= Nyanga District =

Nyanga District within Zimbabwe

Nyanga District is located in Manicaland Province of Zimbabwe.

The administrative center is Nyanga village. The 2022 National Zimbabwe census reported its population at 146,227, with 51.9% female and 48.1% male population.

==Geography==
Nyanga District is bounded on the south by Mutasa District, on the west by Makoni District, on the northwest by Mashonaland East Province, and on the east by Mozambique.

The Nyanga Mountains occupy the southern portion of the district, extending into Mutasa District. Nyanga National Park covers the central part of the range, including Mount Nyangani, Zimbabwe's highest peak.

The Gairezi River forms the eastern boundary of the District with Mozambique. The Nyangombe River forms the district's western and northwestern boundary.
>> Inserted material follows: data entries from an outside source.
use serde::{Deserialize, Serialize};

use crate::core::color::validate_buffer_factor;
use crate::core::{
    DEFAULT_BAND_PADDING, DEFAULT_BUFFER_FACTOR, DuplicatePolicy, EdgePolicy, IndexScale,
    Viewport, ZoomBehavior,
};
use crate::error::{ChartError, ChartResult};
use crate::interaction::TooltipMode;

/// Chart families sharing the interaction engine.
#[derive(Debug, Clone, Copy, PartialEq, Eq, Default, Serialize, Deserialize)]
pub enum ChartKind {
    /// One time-series line per category.
    #[default]
    Line,
    /// One bar per category holding its mean over the selection.
    Bar,
    /// Month × year calendar grid of the selection's monthly mean.
    Heatmap,
}

/// Axes that follow the zoom transform.
#[derive(Debug, Clone, Copy, PartialEq, Eq, Default, Serialize, Deserialize)]
pub enum ZoomAxes {
    #[default]
    X,
    Y,
    Both,
}

impl ZoomAxes {
    #[must_use]
    pub fn includes_x(self) -> bool {
        matches!(self, Self::X | Self::Both)
    }

    #[must_use]
    pub fn includes_y(self) -> bool {
        matches!(self, Self::Y | Self::Both)
    }
}

/// Chart controller bootstrap configuration.
///
/// Serializable so hosts can keep chart setup next to their own settings.
/// All pixel values are relative to the plot area described by `viewport`.
#[derive(Debug, Clone, Copy, PartialEq, Serialize, Deserialize)]
pub struct ChartConfig {
    pub viewport: Viewport,
    #[serde(default)]
    pub kind: ChartKind,
    #[serde(default)]
    pub zoom: ZoomBehavior,
    #[serde(default)]
    pub zoom_axes: ZoomAxes,
    #[serde(default)]
    pub edge_policy: EdgePolicy,
    #[serde(default)]
    pub duplicate_policy: DuplicatePolicy,
    #[serde(default)]
    pub tooltip_mode: TooltipMode,
    #[serde(default = "default_band_padding")]
    pub band_padding: f64,
    #[serde(default = "default_color_buffer_factor")]
    pub color_buffer_factor: f64,
    #[serde(default = "default_nice_value_axis")]
    pub nice_value_axis: bool,
    #[serde(default = "default_legend_stops")]
    pub legend_stops: usize,
    #[serde(default = "default_stroke_width")]
    pub stroke_width: f64,
}

fn default_band_padding() -> f64 {
    DEFAULT_BAND_PADDING
}

fn default_color_buffer_factor() -> f64 {
    DEFAULT_BUFFER_FACTOR
}

fn default_nice_value_axis() -> bool {
    true
}

fn default_legend_stops() -> usize {
    9
}

fn default_stroke_width() -> f64 {
    1.5
}

impl ChartConfig {
    #[must_use]
    pub fn new(viewport: Viewport, kind: ChartKind) -> Self {
        Self {
            viewport,
            kind,
            zoom: ZoomBehavior::default(),
            zoom_axes: ZoomAxes::default(),
            edge_policy: EdgePolicy::default(),
            duplicate_policy: DuplicatePolicy::default(),
            tooltip_mode: TooltipMode::default(),
            band_padding: default_band_padding(),
            color_buffer_factor: default_color_buffer_factor(),
            nice_value_axis: default_nice_value_axis(),
            legend_stops: default_legend_stops(),
            stroke_width: default_stroke_width(),
        }
    }

    #[must_use]
    pub fn with_zoom(mut self, zoom: ZoomBehavior) -> Self {
        self.zoom = zoom;
        self
    }

    #[must_use]
    pub fn with_zoom_axes(mut self, axes: ZoomAxes) -> Self {
        self.zoom_axes = axes;
        self
    }

    #[must_use]
    pub fn with_edge_policy(mut self, policy: EdgePolicy) -> Self {
        self.edge_policy = policy;
        self
    }

    #[must_use]
    pub fn with_duplicate_policy(mut self, policy: DuplicatePolicy) -> Self {
        self.duplicate_policy = policy;
        self
    }

    #[must_use]
    pub fn with_tooltip_mode(mut self, mode: TooltipMode) -> Self {
        self.tooltip_mode = mode;
        self
    }

    #[must_use]
    pub fn with_band_padding(mut self, padding: f64) -> Self {
        self.band_padding = padding;
        self
    }

    #[must_use]
    pub fn with_color_buffer_factor(mut self, factor: f64) -> Self {
        self.color_buffer_factor = factor;
        self
    }

    #[must_use]
    pub fn with_nice_value_axis(mut self, nice: bool) -> Self {
        self.nice_value_axis = nice;
        self
    }

    /// Checks every field; a failure here is a caller bug, not a data issue.
    pub fn validate(self) -> ChartResult<Self> {
        if !self.viewport.is_valid() {
            return Err(ChartError::InvalidViewport {
                width: self.viewport.width,
                height: self.viewport.height,
            });
        }
        self.zoom.validate()?;
        // Padding bounds are owned by the index scale.
        IndexScale::new(0, (0.0, 1.0), self.band_padding)?;
        validate_buffer_factor(self.color_buffer_factor)?;
        if !self.stroke_width.is_finite() || self.stroke_width <= 0.0 {
            return Err(ChartError::InvalidConfig(
                "stroke width must be finite and > 0".to_owned(),
            ));
        }
        Ok(self)
    }

    pub fn to_json(&self) -> ChartResult<String> {
        serde_json::to_string_pretty(self)
            .map_err(|err| ChartError::InvalidData(format!("serialize chart config: {err}")))
    }

    pub fn from_json(json: &str) -> ChartResult<Self> {
        let config: Self = serde_json::from_str(json)
            .map_err(|err| ChartError::InvalidConfig(format!("parse chart config: {err}")))?;
        config.validate()
    }
}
Both rivers flow generally northwards, and meet at the district's northernmost point to form the Luenha River, a tributary of the Zambezi.

The Nyangui highlands lie in the center of the district. Nyangui State Forest was established in 1958 as a plantation forest, and covers an area of 155.02 km². In addition to tree plantations, it protects dry montane forests where mountain cypress (Widdringtonia nodiflora) is prominent.

==Administration==
The District is divided into 31 administrative wards.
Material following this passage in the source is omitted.